Разворачиваться назад было бы стыдно, и я медленно поехал через мост. Не передать словами, какое меня охватило облегчение, когда мы благополучно перебрались на другую сторону. Я проехал еще милю, и лес постепенно уступил место трейлерам, потом показались несколько маленьких домиков и, наконец, перед нами открылась вся деревня, прежде скрытая деревьями.
Мы поднялись по холму до трейлера, стены которого слабо бликовали, выхваченные из темноты отсветами костра, который был разведен в бочке перед ним. Во дворе играли шестеро или семеро детей; они стайкой метнулись в домик, завидев нашу машину. Пока мы выгружались, из трейлера вышел высокий мужчина. Он подошел к нам, обнял по очереди Минни и Джеки, потом протянул мне руку.
— Мы уж заждались, — сказал он мне. — Я понимаю, у вас, наверное, куча работы, но мы благодарны за то, что вы приехали встретиться с нами. Я Джайлс, племянник Уолтера.
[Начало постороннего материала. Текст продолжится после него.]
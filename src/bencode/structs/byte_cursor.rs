/// A read position within an immutable byte buffer.
///
/// The end bound is the length of the borrowed slice, so a cursor can never
/// outlive the buffer it reads from. Cursors are `Copy`: the read functions in
/// [`bencode`](crate::bencode::bencode) work on a copy and only commit the new
/// position on success, leaving the caller's cursor untouched on error.
#[derive(Debug, Clone, Copy, PartialEq, Eq)]
pub struct ByteCursor<'a> {
    pub(crate) buffer: &'a [u8],
    pub(crate) position: usize,
}
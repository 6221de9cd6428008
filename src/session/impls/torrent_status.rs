use crate::session::enums::torrent_state::TorrentState;
use crate::session::structs::torrent_status::TorrentStatus;

impl TorrentStatus {
    pub fn state(&self) -> TorrentState {
        TorrentState::from_flags(self.paused, self.complete)
    }
}
use std::path::PathBuf;
use clap::Parser;

#[derive(Parser, Debug)]
#[command(author, version, about, long_about = None)]
pub struct Cli {
    /// Configuration file to load.
    #[arg(long, default_value = "config.toml")]
    pub config: PathBuf,
    /// Create the configuration file if not exists or is broken.
    #[arg(long)]
    pub create_config: bool,
    /// Decode the given .torrent files, print a summary and exit.
    #[arg(long)]
    pub once: bool,
    /// Magnet URI to add to the session, may be repeated.
    #[arg(long = "magnet", value_name = "URI")]
    pub magnets: Vec<String>,
    /// .torrent files to decode and add to the session.
    pub torrents: Vec<PathBuf>,
}
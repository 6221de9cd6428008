//! Metainfo data structures.

/// One fallback-priority tier of tracker URLs.
pub mod announce_tier;

/// Capacity ceilings applied while decoding.
pub mod decode_limits;

/// 20-byte SHA-1 digest of the raw `info` dictionary.
pub mod info_hash;

/// The validated torrent descriptor.
pub mod torrent;

/// A single file within a torrent.
pub mod torrent_file;
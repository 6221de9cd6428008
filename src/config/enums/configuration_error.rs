#[derive(Debug)]
pub enum ConfigurationError {
    IOError(std::io::Error),
    ParseError(toml::de::Error),
    SerializeError(toml::ser::Error),
    Invalid(String),
}
use std::borrow::Cow;
use std::fmt;
use crate::bencode::structs::byte_str::ByteStr;

impl<'a> ByteStr<'a> {
    pub fn new(bytes: &'a [u8], offset: usize) -> ByteStr<'a> {
        ByteStr { bytes, offset }
    }

    /// Offset of the first payload byte in the source buffer.
    pub fn offset(&self) -> usize {
        self.offset
    }

    pub fn len(&self) -> usize {
        self.bytes.len()
    }

    pub fn is_empty(&self) -> bool {
        self.bytes.is_empty()
    }

    pub fn as_bytes(&self) -> &'a [u8] {
        self.bytes
    }

    /// UTF-8 view of the payload; invalid sequences become U+FFFD.
    pub fn to_string_lossy(&self) -> Cow<'a, str> {
        String::from_utf8_lossy(self.bytes)
    }
}

impl PartialEq<[u8]> for ByteStr<'_> {
    fn eq(&self, other: &[u8]) -> bool {
        self.bytes == other
    }
}

impl fmt::Display for ByteStr<'_> {
    fn fmt(&self, f: &mut fmt::Formatter) -> fmt::Result {
        write!(f, "{}", self.to_string_lossy())
    }
}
Джайлс подвел меня к трейлеру и, придержав дверь, пропустил внутрь. В этот небольшой домик набилось больше тридцати человек, которые разом перестали переговариваться, стоило мне шагнуть через порог. Я обвел их ошарашенным взглядом, они ответили мне оценивающим — и, один за другим, начали улыбаться. А потом, к моему изумлению, разразились аплодисментами. Этот жест лишил меня дара речи. Еще никто и никогда не аплодировал мне просто за появление. Там были пожилые женщины, молодые девушки, мужчины — ровесники Уолтера и несколько глубоких стариков. На их лицах лежала уже привычная тень тревоги. Когда аплодисменты стихли, я заговорил.
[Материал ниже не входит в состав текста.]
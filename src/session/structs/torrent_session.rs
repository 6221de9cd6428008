use std::sync::Arc;
use std::thread::JoinHandle;
use std::time::Duration;
use crossbeam::channel::{Receiver, Sender};
use crate::session::structs::session_registry::SessionRegistry;

/// A [`SessionRegistry`] driven by a `session-tick` worker thread.
///
/// Dropping the session shuts it down.
#[derive(Debug)]
pub struct TorrentSession {
    pub(crate) registry: Arc<SessionRegistry>,
    pub(crate) tick_interval: Duration,
    pub(crate) stop_sender: Option<Sender<()>>,
    pub(crate) exit_receiver: Receiver<()>,
    pub(crate) worker: Option<JoinHandle<()>>,
}
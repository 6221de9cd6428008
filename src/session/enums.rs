/// Failures returned by session operations.
pub mod session_error;

/// Reporting state derived from the paused and complete flags.
pub mod torrent_state;
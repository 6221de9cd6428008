//! Implementation blocks for bencode types.

pub mod bencode_error;
pub mod bencode_value;
pub mod byte_cursor;
pub mod byte_str;
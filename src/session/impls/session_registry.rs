use std::collections::BTreeMap;
use log::{debug, info};
use parking_lot::Mutex;
use crate::common::common::truncate_at_char_boundary;
use crate::session::enums::session_error::SessionError;
use crate::session::session::{derive_display_name, MAX_MAGNET_LENGTH};
use crate::session::structs::add_torrent_options::AddTorrentOptions;
use crate::session::structs::registry_state::RegistryState;
use crate::session::structs::session_entry::SessionEntry;
use crate::session::structs::session_registry::SessionRegistry;
use crate::session::structs::session_snapshot::SessionSnapshot;
use crate::session::structs::session_stats::SessionStats;
use crate::session::structs::torrent_status::TorrentStatus;

impl SessionRegistry {
    pub fn new(default_size: u64) -> SessionRegistry {
        SessionRegistry {
            state: Mutex::new(RegistryState {
                next_id: 1,
                entries: BTreeMap::new(),
                closed: false,
            }),
            default_size,
        }
    }

    pub fn default_size(&self) -> u64 {
        self.default_size
    }

    /// Registers a new entry and returns its id.
    ///
    /// Ids start at 1 and are never handed out twice, even after removal.
    pub fn add_torrent(&self, options: AddTorrentOptions) -> Result<u64, SessionError> {
        let name = derive_display_name(&options);
        let magnet_uri = Some(options.magnet_uri.as_str())
            .filter(|magnet_uri| !magnet_uri.is_empty())
            .map(|magnet_uri| truncate_at_char_boundary(magnet_uri, MAX_MAGNET_LENGTH).to_string());
        let size = options.size_bytes.filter(|size| *size > 0).unwrap_or(self.default_size);

        let mut state = self.state.lock();
        if state.closed {
            return Err(SessionError::Unavailable);
        }
        let id = state.next_id;
        state.next_id += 1;
        info!("[SESSION] Added torrent {} '{}' ({} bytes)", id, name, size);
        state.entries.insert(id, SessionEntry {
            id,
            name,
            magnet_uri,
            size,
            downloaded: 0,
            download_rate: 0,
            upload_rate: 0,
            progress: 0.0,
            paused: false,
            complete: false,
        });
        Ok(id)
    }

    /// Stops progress and zeroes the rates of `id`. Pausing twice is fine.
    pub fn pause_torrent(&self, id: u64) -> Result<(), SessionError> {
        self.with_entry(id, |entry| {
            entry.paused = true;
            entry.refresh_rates();
            debug!("[SESSION] Paused torrent {}", id);
        })
    }

    /// Clears the paused flag of `id`; a complete entry is left untouched.
    pub fn resume_torrent(&self, id: u64) -> Result<(), SessionError> {
        self.with_entry(id, |entry| {
            if entry.complete {
                return;
            }
            entry.paused = false;
            entry.refresh_rates();
            debug!("[SESSION] Resumed torrent {}", id);
        })
    }

    pub fn remove_torrent(&self, id: u64) -> Result<(), SessionError> {
        let mut state = self.state.lock();
        if state.closed {
            return Err(SessionError::Unavailable);
        }
        match state.entries.remove(&id) {
            None => Err(SessionError::NotFound(id)),
            Some(entry) => {
                info!("[SESSION] Removed torrent {} '{}'", id, entry.name);
                Ok(())
            }
        }
    }

    /// Advances every downloading entry by one step.
    pub fn tick(&self) {
        let mut state = self.state.lock();
        if state.closed {
            return;
        }
        for entry in state.entries.values_mut() {
            entry.tick();
        }
    }

    /// Copies every entry plus freshly computed aggregates.
    pub fn snapshot(&self) -> SessionSnapshot {
        let state = self.state.lock();
        SessionSnapshot {
            stats: SessionStats::from_entries(state.entries.values()),
            torrents: state.entries.values().map(SessionEntry::status).collect(),
        }
    }

    pub fn stats(&self) -> SessionStats {
        SessionStats::from_entries(self.state.lock().entries.values())
    }

    pub fn get(&self, id: u64) -> Option<TorrentStatus> {
        self.state.lock().entries.get(&id).map(SessionEntry::status)
    }

    pub fn len(&self) -> usize {
        self.state.lock().entries.len()
    }

    pub fn is_empty(&self) -> bool {
        self.state.lock().entries.is_empty()
    }

    /// Rejects further changes. Entries stay readable through snapshots.
    pub fn close(&self) {
        self.state.lock().closed = true;
    }

    pub fn is_closed(&self) -> bool {
        self.state.lock().closed
    }

    fn with_entry<F: FnOnce(&mut SessionEntry)>(&self, id: u64, update: F) -> Result<(), SessionError> {
        let mut state = self.state.lock();
        if state.closed {
            return Err(SessionError::Unavailable);
        }
        let entry = state.entries.get_mut(&id).ok_or(SessionError::NotFound(id))?;
        update(entry);
        Ok(())
    }
}
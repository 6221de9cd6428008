//! Torrent metainfo (`.torrent`) decoding.
//!
//! Turns the raw bytes of a `.torrent` file into a validated [`Torrent`]
//! descriptor: display name, piece layout, file list, trackers and the SHA-1
//! info hash of the raw `info` dictionary.
//!
//! Decoding walks the buffer twice. The first pass scans the root dictionary,
//! collecting tracker URLs and recording the exact byte span of the `info`
//! value. That span is hashed as-is (never re-encoded) and then walked again
//! to decode the piece and file layout.
//!
//! Capacity overflows on optional data (tiers, trackers, files, path
//! components) truncate and produce a [`DecodeWarning`]; anything else that is
//! wrong aborts the decode and no partial torrent is returned.
//!
//! [`Torrent`]: structs::torrent::Torrent
//! [`DecodeWarning`]: enums::decode_warning::DecodeWarning
//!
//! # Example
//!
//! ```rust
//! use rawbit::metainfo::metainfo::decode_torrent;
//!
//! let data = b"d8:announce14:http://tracker4:infod6:lengthi100e4:name3:foo12:piece lengthi16384e6:pieces20:AAAAAAAAAAAAAAAAAAAAee";
//! let torrent = decode_torrent(data).unwrap();
//! assert_eq!(torrent.name, "foo");
//! assert_eq!(torrent.total_size, 100);
//! assert_eq!(torrent.file_count(), 1);
//! ```

/// Metainfo enumerations (errors, warnings).
pub mod enums;

/// Implementation blocks for metainfo types.
pub mod impls;

/// Torrent decoding entry points.
#[allow(clippy::module_inception)]
pub mod metainfo;

/// Metainfo data structures.
pub mod structs;
//! Main entry point for the metapack CLI app

fn main() -> std::process::ExitCode {
    metapack::cli_runner::run_cli_app()
}
//! Shared CLI runner so that `metapack` and the single-purpose `clean-meta` /
//! `compress-meta` binaries go through the same dispatch and reporting.

use std::error::Error;
use std::path::PathBuf;
use std::process::ExitCode;

use clap::Parser;
use serde::Serialize;

use crate::archive::{self, ArchiveReport};
use crate::clean::{self, CleanReport};
use crate::cli::{self, CleanArgs, Cli, Commands, CommonArgs, CompressArgs};
use crate::config::Config;
use crate::logging::{self, LogConfig};
use crate::restore::{self, RestoreReport};
use crate::MetaError;

/// Report of whichever command ran, tagged for `--json` output.
#[derive(Debug, Serialize)]
#[serde(tag = "command", rename_all = "lowercase")]
pub enum Outcome {
    Clean(CleanReport),
    Compress(ArchiveReport),
    Restore(RestoreReport),
}

impl Outcome {
    pub fn is_success(&self) -> bool {
        self.failures().is_empty()
    }

    /// Files the command could not handle, with the reason.
    pub fn failures(&self) -> &[(PathBuf, String)] {
        match self {
            Outcome::Clean(report) => &report.failed,
            Outcome::Compress(_) | Outcome::Restore(_) => &[],
        }
    }
}

/// Runs `command` against an already resolved configuration.
pub fn execute(config: &Config, command: &Commands) -> Result<Outcome, MetaError> {
    match command {
        Commands::Clean { .. } => clean::clean(config).map(Outcome::Clean),
        Commands::Compress { .. } => archive::compress(config).map(Outcome::Compress),
        Commands::Restore => restore::restore(config).map(Outcome::Restore),
    }
}

/// Builds the [`Config`] for `command` from the shared flags.
pub fn build_config(common: &CommonArgs, command: &Commands) -> Result<Config, MetaError> {
    let mut config = Config::new(cli::resolve_root(common.root.clone())?);
    match command {
        Commands::Clean { keep_going } => config.keep_going = *keep_going,
        Commands::Compress { keep_staging } => config.cleanup_on_failure = !*keep_staging,
        Commands::Restore => {}
    }
    Ok(config)
}

fn run(common: &CommonArgs, command: &Commands) -> Result<(), Box<dyn Error>> {
    logging::init(&LogConfig::from_verbosity(common.verbose, common.quiet));

    let config = build_config(common, command)?;
    let outcome = execute(&config, command)?;

    if common.json {
        println!("{}", serde_json::to_string_pretty(&outcome)?);
    }
    if !outcome.is_success() {
        let failed: Vec<String> = outcome.failures().iter().map(|(p, _)| p.display().to_string()).collect();
        return Err(format!("{} meta file(s) could not be removed: {}", failed.len(), failed.join(", ")).into());
    }
    Ok(())
}

/// Diagnostic printed for a failed run. For aborted operations it lists the
/// files that were already processed, one per line.
fn failure_message(e: &(dyn Error + 'static)) -> String {
    let Some(meta) = e.downcast_ref::<MetaError>() else {
        return format!("Error: {}", e);
    };
    let mut msg = format!("Error ({}): {}", meta.class(), meta);
    if !meta.processed().is_empty() {
        msg.push_str("\nAlready processed:");
        for path in meta.processed() {
            msg.push_str("\n  ");
            msg.push_str(&path.display().to_string());
        }
    }
    msg
}

/// Maps a run result to the process exit status, printing a diagnostic on failure.
fn finish(result: Result<(), Box<dyn Error>>) -> ExitCode {
    match result {
        Ok(()) => ExitCode::SUCCESS,
        Err(e) => {
            eprintln!("{}", failure_message(e.as_ref()));
            ExitCode::FAILURE
        }
    }
}

/// Entry point of the `metapack` binary.
pub fn run_cli_app() -> ExitCode {
    let cli = Cli::parse();
    finish(run(&cli.common, &cli.command))
}

/// Entry point of the `clean-meta` binary.
pub fn run_clean_app() -> ExitCode {
    let args = CleanArgs::parse();
    finish(run(&args.common, &Commands::Clean { keep_going: args.keep_going }))
}

/// Entry point of the `compress-meta` binary.
pub fn run_compress_app() -> ExitCode {
    let args = CompressArgs::parse();
    finish(run(&args.common, &Commands::Compress { keep_staging: args.keep_staging }))
}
— Спасибо, это так мило, — начал я. — Я очень рад знакомству со всеми вами. Мистер Макмиллиан говорил мне, что у него большая семья, но я не ожидал, что вас здесь будет так много. Я виделся с ним сегодня, и он хочет, чтобы я передал всем вам благодарность за то, что вы остаетесь на его стороне. Надеюсь, вы понимаете, как много значит ваша поддержка. Ему каждое утро приходится просыпаться в тюрьме для смертников, и это нелегко. Но Уолтер знает, что не один. Он постоянно говорит о вас.
— Присаживайтесь, мистер Стивенсон! — выкрикнул кто-то. Я занял место на диване, который пустовал, по-видимому, дожидаясь нас с Минни. Все остальные остались стоять лицом ко мне.
— У нас совсем нет денег. Мы отдали их первому адвокату, — подал голос один из мужчин.
— Я это понимаю и не возьму с вас ни пенни. Я работаю в некоммерческой юридической конторе, и мы обеспечиваем бесплатной юридической помощью людей, которых представляем, — ответил я.
— Но как же вы тогда оплачиваете счета? — недоуменно спросила одна молодая женщина. Остальные рассмеялись.
— Мы получаем пожертвования от фондов и людей, поддерживающих нашу работу.
— Что ж, верните Джонни Ди домой — и я вас завалю пожертвованиями, — лукаво предложила другая женщина. Присутствующие покатились со смеху, и я тоже улыбнулся.
Заговорила пожилая женщина. Это и была Армелия Хэнд.
— Мы небогаты, мистер Стивенсон, но на вашем попечении человек, которого мы любим. Все, что наше, — ваше. Эти люди разбили нам сердце, — сказала она.
Я отвечал на вопросы, слушал замечания и свидетельства, касающиеся Уолтера, городка, расовых вопросов, полиции, суда и вообще отношения ко всему семейству в местном обществе. Часы летели, я понимал, что, должно быть, больше никаких полезных сведений от родственников Уолтера не услышу, но они все равно хотели говорить. Видимо, высказывая свои тревоги мне, они ощущали этакое психотерапевтическое облегчение. Вскоре я стал замечать проблески надежды в их вопросах и замечаниях. Я объяснил им некоторые подробности апелляционного процесса, поговорил о того рода проблемах, которые были уже очевидны из документов. И немного приободрился, обрадованный тем, что предоставленная мной информация, возможно, чуть умерила их тревоги. Мы даже начали понемногу шутить, и я сам не заметил, как принятие ими меня «за своего» вдруг прибавило мне энергии.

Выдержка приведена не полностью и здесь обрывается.